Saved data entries

:::

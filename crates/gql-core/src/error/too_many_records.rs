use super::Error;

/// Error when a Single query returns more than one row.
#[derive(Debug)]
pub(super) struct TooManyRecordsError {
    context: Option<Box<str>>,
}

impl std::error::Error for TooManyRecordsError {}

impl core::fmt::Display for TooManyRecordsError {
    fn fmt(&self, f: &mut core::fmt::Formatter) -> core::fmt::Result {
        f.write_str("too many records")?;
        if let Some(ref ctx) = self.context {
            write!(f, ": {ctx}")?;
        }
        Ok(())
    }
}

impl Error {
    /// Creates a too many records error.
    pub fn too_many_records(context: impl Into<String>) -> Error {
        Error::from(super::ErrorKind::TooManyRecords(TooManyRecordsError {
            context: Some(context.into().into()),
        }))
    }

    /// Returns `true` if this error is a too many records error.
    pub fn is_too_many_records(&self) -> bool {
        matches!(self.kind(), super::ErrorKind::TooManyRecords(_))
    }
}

:::

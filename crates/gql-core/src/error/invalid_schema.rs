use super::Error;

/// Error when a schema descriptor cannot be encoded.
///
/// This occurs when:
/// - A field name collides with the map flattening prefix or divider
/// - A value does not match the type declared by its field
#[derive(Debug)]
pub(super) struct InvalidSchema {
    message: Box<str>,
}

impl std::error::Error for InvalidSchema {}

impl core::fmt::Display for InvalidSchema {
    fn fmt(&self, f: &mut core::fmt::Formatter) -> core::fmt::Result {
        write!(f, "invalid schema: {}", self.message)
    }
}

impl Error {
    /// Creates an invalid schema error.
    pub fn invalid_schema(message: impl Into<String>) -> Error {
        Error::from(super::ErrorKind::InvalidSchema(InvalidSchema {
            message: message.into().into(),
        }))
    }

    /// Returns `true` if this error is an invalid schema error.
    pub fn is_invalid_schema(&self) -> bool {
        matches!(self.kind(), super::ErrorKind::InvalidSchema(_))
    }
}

:::

Work request:
Report the count of lines in the entries that contain "String". Nothing else should be given.

Exercise output:
2